Tout semble réussir au patron futuriste de Tesla, Space X et Twitter! La nouvelle capacité à réutiliser des fusées super-lourdes, dont a fait preuve Starship le 13 octobre, a éberlué le monde entier. Au grand désespoir des contempteurs de Musk, le fan de science-fiction étant aussi un soutien inconditionnel de Donald Trump…
On pouvait croire être entré par effraction dans le rêve fou d’un enfant qui ne le serait pas moins. Ou embarqué dans la séquence hallucinée d’un jeu vidéo avant-gardiste. Un corps de fusée de soixante-dix mètres de haut s’en revenant de l’espace tout feu tout flamme, passant d’une vitesse de quelque six-mille kilomètres / heures au pas d’un piéton, corrigeant l’angle d’approche pour venir, telle une amoureuse transie, se lover dans les bras articulés du bon géant qui, patiemment, n’attend qu’elle sur le plancher des vaches. Tout cela réalisé à la seconde près.
L’enfant à l’imagination allumée en rêvait sans doute en feuilletant ses illustrés de science-fiction. Elon Musk, lui, l’a fait.

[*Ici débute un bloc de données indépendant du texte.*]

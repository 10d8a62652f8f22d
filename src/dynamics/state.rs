use nalgebra::{Quaternion, UnitQuaternion, Vector3};
use serde::{Deserialize, Serialize};

// ---------------------------------------------------------------------------
// Physical constants
// ---------------------------------------------------------------------------

pub const G0: f64 = 9.80665;
pub const EARTH_RADIUS: f64 = 6_371_000.0;

// ---------------------------------------------------------------------------
// 6DOF State: position, velocity, attitude, angular rate, propellant
// ---------------------------------------------------------------------------

/// Kinematic state of one flying body.
///
/// Mass properties are not integrated; they follow from the motor ledger and
/// the simulated time, `propellant` records what remained at `time`.
#[derive(Debug, Clone, PartialEq, Serialize, Deserialize)]
pub struct SimulationState {
    pub time: f64,
    pub pos: Vector3<f64>,              // m, inertial ENU, origin at the launch guide base
    pub vel: Vector3<f64>,              // m/s, inertial
    pub quat: UnitQuaternion<f64>,      // body→inertial rotation
    pub omega: Vector3<f64>,            // rad/s, body frame angular velocity
    pub propellant: f64,                // kg remaining in the body's motors
}

impl SimulationState {
    /// Body at rest at the origin, nose pointing along `quat * z`.
    pub fn at_rest(quat: UnitQuaternion<f64>, propellant: f64) -> Self {
        SimulationState {
            time: 0.0,
            pos: Vector3::zeros(),
            vel: Vector3::zeros(),
            quat,
            omega: Vector3::zeros(),
            propellant,
        }
    }

    pub fn apply(&self, d: &Deriv, dt: f64) -> SimulationState {
        // Quaternion integration: q_new = normalize(q + dq * dt)
        let q_raw = self.quat.quaternion() + d.dquat * dt;
        SimulationState {
            time: self.time + dt,
            pos: self.pos + d.dpos * dt,
            vel: self.vel + d.dvel * dt,
            quat: UnitQuaternion::new_normalize(q_raw),
            omega: self.omega + d.domega * dt,
            propellant: self.propellant,
        }
    }

    /// Height above the launch site, m.
    pub fn altitude(&self) -> f64 {
        self.pos.z
    }

    /// Body Z-axis (thrust direction) in inertial frame.
    pub fn body_z(&self) -> Vector3<f64> {
        self.quat * Vector3::z()
    }

    /// Pitch angle from local horizontal (rad). Positive = nose up.
    pub fn pitch(&self) -> f64 {
        self.body_z().z.clamp(-1.0, 1.0).asin()
    }

    /// Relative wind expressed in the body frame.
    pub fn vel_body(&self) -> Vector3<f64> {
        self.quat.inverse() * self.vel
    }

    pub fn is_finite(&self) -> bool {
        let q = self.quat.quaternion();
        self.time.is_finite()
            && self.pos.iter().all(|v| v.is_finite())
            && self.vel.iter().all(|v| v.is_finite())
            && self.omega.iter().all(|v| v.is_finite())
            && q.coords.iter().all(|v| v.is_finite())
            && self.propellant.is_finite()
    }
}

// ---------------------------------------------------------------------------
// State derivative
// ---------------------------------------------------------------------------

#[derive(Debug, Clone)]
pub struct Deriv {
    pub dpos: Vector3<f64>,
    pub dvel: Vector3<f64>,
    pub dquat: Quaternion<f64>,   // not unit: raw quaternion derivative
    pub domega: Vector3<f64>,     // angular acceleration, body frame
}

impl Deriv {
    /// Translation only; attitude frozen.
    pub fn translational(vel: Vector3<f64>, accel: Vector3<f64>) -> Self {
        Deriv {
            dpos: vel,
            dvel: accel,
            dquat: Quaternion::new(0.0, 0.0, 0.0, 0.0),
            domega: Vector3::zeros(),
        }
    }
}

#[cfg(test)]
mod tests {
    use super::*;

    #[test]
    fn apply_advances_time_and_position() {
        let s = SimulationState::at_rest(UnitQuaternion::identity(), 1.0);
        let d = Deriv::translational(Vector3::new(0.0, 0.0, 10.0), Vector3::new(0.0, 0.0, 1.0));
        let n = s.apply(&d, 0.5);
        assert!((n.time - 0.5).abs() < 1e-12);
        assert!((n.pos.z - 5.0).abs() < 1e-12);
        assert!((n.vel.z - 0.5).abs() < 1e-12);
        assert_eq!(n.propellant, 1.0);
    }

    #[test]
    fn nan_is_not_finite() {
        let mut s = SimulationState::at_rest(UnitQuaternion::identity(), 0.0);
        assert!(s.is_finite());
        s.vel.x = f64::NAN;
        assert!(!s.is_finite());
    }

    #[test]
    fn identity_attitude_points_up() {
        let s = SimulationState::at_rest(UnitQuaternion::identity(), 0.0);
        assert!((s.pitch() - std::f64::consts::FRAC_PI_2).abs() < 1e-12);
    }
}
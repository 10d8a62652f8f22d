use nalgebra::{Unit, UnitQuaternion, Vector3};
use serde::{Deserialize, Serialize};

use super::error::ConfigError;
use crate::physics::atmosphere::AtmosphereModel;

// ---------------------------------------------------------------------------
// Launch guide
// ---------------------------------------------------------------------------

#[derive(Debug, Clone, Copy, PartialEq, Serialize, Deserialize)]
pub struct LaunchGuide {
    pub length: f64,      // m of travel before the body is free
    pub angle: f64,       // rad from vertical
    pub azimuth: f64,     // rad clockwise from north
}

impl Default for LaunchGuide {
    fn default() -> Self {
        Self { length: 1.0, angle: 0.0, azimuth: 0.0 }
    }
}

impl LaunchGuide {
    /// Unit vector up the guide (ENU).
    pub fn direction(&self) -> Vector3<f64> {
        let (s, c) = self.angle.sin_cos();
        Vector3::new(s * self.azimuth.sin(), s * self.azimuth.cos(), c)
    }

    /// Attitude of a body sitting on the guide, nose along `direction()`.
    pub fn orientation(&self) -> UnitQuaternion<f64> {
        let axis = Unit::new_normalize(Vector3::new(-self.azimuth.cos(), self.azimuth.sin(), 0.0));
        UnitQuaternion::from_axis_angle(&axis, self.angle)
    }
}

/// What happens to the other branches when one fails numerically.
#[derive(Debug, Clone, Copy, PartialEq, Eq, Default, Serialize, Deserialize)]
#[serde(rename_all = "snake_case")]
pub enum InstabilityPolicy {
    /// Only the failing branch stops.
    #[default]
    TerminateBranch,
    /// The first failure ends the whole flight: every branch is replayed and
    /// stops at its first step boundary past the failure time.
    CancelAll,
}

// ---------------------------------------------------------------------------
// Simulation options
// ---------------------------------------------------------------------------

#[derive(Debug, Clone, PartialEq, Serialize, Deserialize)]
#[serde(default)]
pub struct SimulationOptions {
    pub time_step: f64,           // s
    pub max_time: f64,            // s, hard stop per branch
    pub atmosphere: AtmosphereModel,
    pub event_tolerance: f64,     // s, width of the bracket for crossing refinement
    pub launch_guide: LaunchGuide,
    pub launch_altitude: f64,     // m above sea level
    pub instability_policy: InstabilityPolicy,
}

impl Default for SimulationOptions {
    fn default() -> Self {
        Self {
            time_step: 0.05,
            max_time: 1200.0,
            atmosphere: AtmosphereModel::Isa,
            event_tolerance: 1e-4,
            launch_guide: LaunchGuide::default(),
            launch_altitude: 0.0,
            instability_policy: InstabilityPolicy::TerminateBranch,
        }
    }
}

impl SimulationOptions {
    pub fn validate(&self) -> Result<(), ConfigError> {
        positive("time step", self.time_step)?;
        positive("maximum time", self.max_time)?;
        positive("event tolerance", self.event_tolerance)?;
        if !(self.launch_guide.length.is_finite() && self.launch_guide.length >= 0.0) {
            let value = self.launch_guide.length;
            return Err(ConfigError::InvalidValue { what: "launch guide length", value });
        }
        let a = self.launch_guide.angle;
        if !(a.is_finite() && a.abs() < std::f64::consts::FRAC_PI_2) {
            return Err(ConfigError::InvalidValue { what: "launch guide angle", value: a });
        }
        if !self.launch_guide.azimuth.is_finite() {
            let value = self.launch_guide.azimuth;
            return Err(ConfigError::InvalidValue { what: "launch guide azimuth", value });
        }
        if !self.launch_altitude.is_finite() {
            let value = self.launch_altitude;
            return Err(ConfigError::InvalidValue { what: "launch altitude", value });
        }
        Ok(())
    }
}

fn positive(what: &'static str, value: f64) -> Result<(), ConfigError> {
    if value.is_finite() && value > 0.0 {
        Ok(())
    } else {
        Err(ConfigError::InvalidValue { what, value })
    }
}

#[cfg(test)]
mod tests {
    use super::*;

    #[test]
    fn defaults_are_valid() {
        assert_eq!(SimulationOptions::default().validate(), Ok(()));
    }

    #[test]
    fn zero_step_is_rejected() {
        let opts = SimulationOptions { time_step: 0.0, ..Default::default() };
        assert!(matches!(
            opts.validate(),
            Err(ConfigError::InvalidValue { what: "time step", .. })
        ));
    }

    #[test]
    fn orientation_points_nose_up_the_guide() {
        let guide = LaunchGuide { length: 1.0, angle: 0.1, azimuth: 0.7 };
        let nose = guide.orientation() * Vector3::z();
        assert!((nose - guide.direction()).norm() < 1e-12);
    }

    #[test]
    fn partial_options_deserialize_with_defaults() {
        let opts: SimulationOptions = serde_json::from_str(r#"{"time_step": 0.01}"#).unwrap();
        assert_eq!(opts.time_step, 0.01);
        assert_eq!(opts.max_time, 1200.0);
    }
}
use serde::{Deserialize, Serialize};

use crate::dynamics::state::G0;

// ---------------------------------------------------------------------------
// ISA 1976 Standard Atmosphere (sea level to 86 km)
// ---------------------------------------------------------------------------

const R_AIR: f64 = 287.052_87; // specific gas constant for dry air, J/(kg·K)
const GAMMA: f64 = 1.4;        // ratio of specific heats

pub const T0: f64 = 288.15;    // sea-level temperature, K
pub const P0: f64 = 101_325.0; // sea-level pressure, Pa

/// Atmospheric properties at a given geometric altitude.
#[derive(Debug, Clone, Copy)]
pub struct Atmo {
    pub density: f64,      // kg/m^3
    pub pressure: f64,     // Pa
    pub temperature: f64,  // K
    pub sound_speed: f64,  // m/s
}

impl Atmo {
    fn from_temperature_pressure(temperature: f64, pressure: f64) -> Self {
        let density = if temperature > 0.0 {
            pressure / (R_AIR * temperature)
        } else {
            0.0
        };
        Atmo {
            density,
            pressure,
            temperature,
            sound_speed: (GAMMA * R_AIR * temperature.max(0.0)).sqrt(),
        }
    }
}

/// Atmosphere model selected by the simulation options.
#[derive(Debug, Clone, Copy, Default, PartialEq, Serialize, Deserialize)]
#[serde(tag = "model", rename_all = "snake_case")]
pub enum AtmosphereModel {
    /// Fixed ISA 1976 profile.
    #[default]
    Isa,
    /// ISA layer structure shifted to a custom launch-site base temperature
    /// and scaled to a custom base pressure.
    Extended { base_temperature: f64, base_pressure: f64 },
}

impl AtmosphereModel {
    /// Properties at `altitude_m` above sea level.
    pub fn at(&self, altitude_m: f64) -> Atmo {
        match *self {
            AtmosphereModel::Isa => isa(altitude_m),
            AtmosphereModel::Extended { base_temperature, base_pressure } => {
                let std = isa(altitude_m);
                let temperature = (std.temperature + (base_temperature - T0)).max(1.0);
                let pressure = std.pressure * (base_pressure / P0);
                Atmo::from_temperature_pressure(temperature, pressure)
            }
        }
    }
}

/// ISA 1976 standard atmosphere model.
///
/// Piecewise temperature profile with 7 layers from 0-86 km.
/// Clamps negative altitudes to sea level; returns near-vacuum above 86 km.
pub fn isa(altitude_m: f64) -> Atmo {
    let h = altitude_m.max(0.0);

    let (temperature, pressure) = if h < 11_000.0 {
        // Troposphere: lapse -6.5 K/km
        gradient_layer(h, 0.0, T0, -0.0065, P0)
    } else if h < 20_000.0 {
        // Tropopause: isothermal 216.65 K
        isothermal_layer(h, 11_000.0, 216.65, 22_632.1)
    } else if h < 32_000.0 {
        gradient_layer(h, 20_000.0, 216.65, 0.001, 5_474.89)
    } else if h < 47_000.0 {
        gradient_layer(h, 32_000.0, 228.65, 0.0028, 868.019)
    } else if h < 51_000.0 {
        isothermal_layer(h, 47_000.0, 270.65, 110.906)
    } else if h < 71_000.0 {
        gradient_layer(h, 51_000.0, 270.65, -0.0028, 66.9389)
    } else if h < 86_000.0 {
        gradient_layer(h, 71_000.0, 214.65, -0.002, 3.956_42)
    } else {
        // Above 86 km: exponential decay approximation
        let t = 186.87;
        let p = 0.3734 * (-0.000_15 * (h - 86_000.0)).exp();
        (t, p.max(0.0))
    };

    Atmo::from_temperature_pressure(temperature, pressure)
}

// ---------------------------------------------------------------------------
// Layer helpers
// ---------------------------------------------------------------------------

/// Gradient layer: T = T_base + lapse * (h - h_base)
fn gradient_layer(h: f64, h_base: f64, t_base: f64, lapse: f64, p_base: f64) -> (f64, f64) {
    let t = t_base + lapse * (h - h_base);
    let p = p_base * (t / t_base).powf(-G0 / (lapse * R_AIR));
    (t, p)
}

/// Isothermal layer: T = const, pressure decays exponentially
fn isothermal_layer(h: f64, h_base: f64, t: f64, p_base: f64) -> (f64, f64) {
    let p = p_base * ((-G0 / (R_AIR * t)) * (h - h_base)).exp();
    (t, p)
}

// ---------------------------------------------------------------------------
// Tests
// ---------------------------------------------------------------------------

#[cfg(test)]
mod tests {
    use super::*;

    #[test]
    fn sea_level_standard_values() {
        let a = isa(0.0);
        assert!((a.temperature - 288.15).abs() < 0.01);
        assert!((a.pressure - 101_325.0).abs() < 1.0);
        assert!((a.density - 1.225).abs() < 0.001);
        assert!((a.sound_speed - 340.29).abs() < 0.1);
    }

    #[test]
    fn tropopause_11km() {
        let a = isa(11_000.0);
        assert!((a.temperature - 216.65).abs() < 0.5);
        assert!((a.pressure - 22_632.0).abs() < 100.0);
    }

    #[test]
    fn density_monotonically_decreases() {
        let rho_0 = isa(0.0).density;
        let rho_10k = isa(10_000.0).density;
        let rho_50k = isa(50_000.0).density;
        assert!(rho_0 > rho_10k);
        assert!(rho_10k > rho_50k);
        assert!(rho_50k > 0.0);
    }

    #[test]
    fn negative_altitude_clamps_to_sea_level() {
        let a = isa(-500.0);
        assert!((a.temperature - 288.15).abs() < 0.01);
    }

    #[test]
    fn default_model_is_isa() {
        assert_eq!(AtmosphereModel::default(), AtmosphereModel::Isa);
    }

    #[test]
    fn extended_model_with_standard_base_matches_isa() {
        let model = AtmosphereModel::Extended { base_temperature: T0, base_pressure: P0 };
        let a = model.at(3_000.0);
        let b = isa(3_000.0);
        assert!((a.density - b.density).abs() < 1e-9);
        assert!((a.sound_speed - b.sound_speed).abs() < 1e-9);
    }

    #[test]
    fn hot_day_is_thinner() {
        let hot = AtmosphereModel::Extended { base_temperature: T0 + 20.0, base_pressure: P0 };
        assert!(hot.at(0.0).density < isa(0.0).density);
        assert!(hot.at(0.0).sound_speed > isa(0.0).sound_speed);
    }
}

Sous nos yeux, nous assistions donc ce dimanche 13 octobre à une phase authentiquement historique de l’épopée spatiale. Un pas de géant qui a laissé sur place ses concurrents les plus en pointe, la Chine, la Russie. Mais aussi l’Europe qui, avec Ariane et ses récentes déconvenues, semble avoir quelque peu perdu de fil de cette odyssée quasi prométhéenne. En avril, pour la mise en orbite de Galileo, le système satellitaire censé garantir la souveraineté européenne des applications GPS, Ariane 6 étant portée pâle, il fallut se résigner à aller toquer à la porte de Musk et embarquer le bazar à bord de son engin. Souveraineté un brin écornée de ce fait, on en conviendra.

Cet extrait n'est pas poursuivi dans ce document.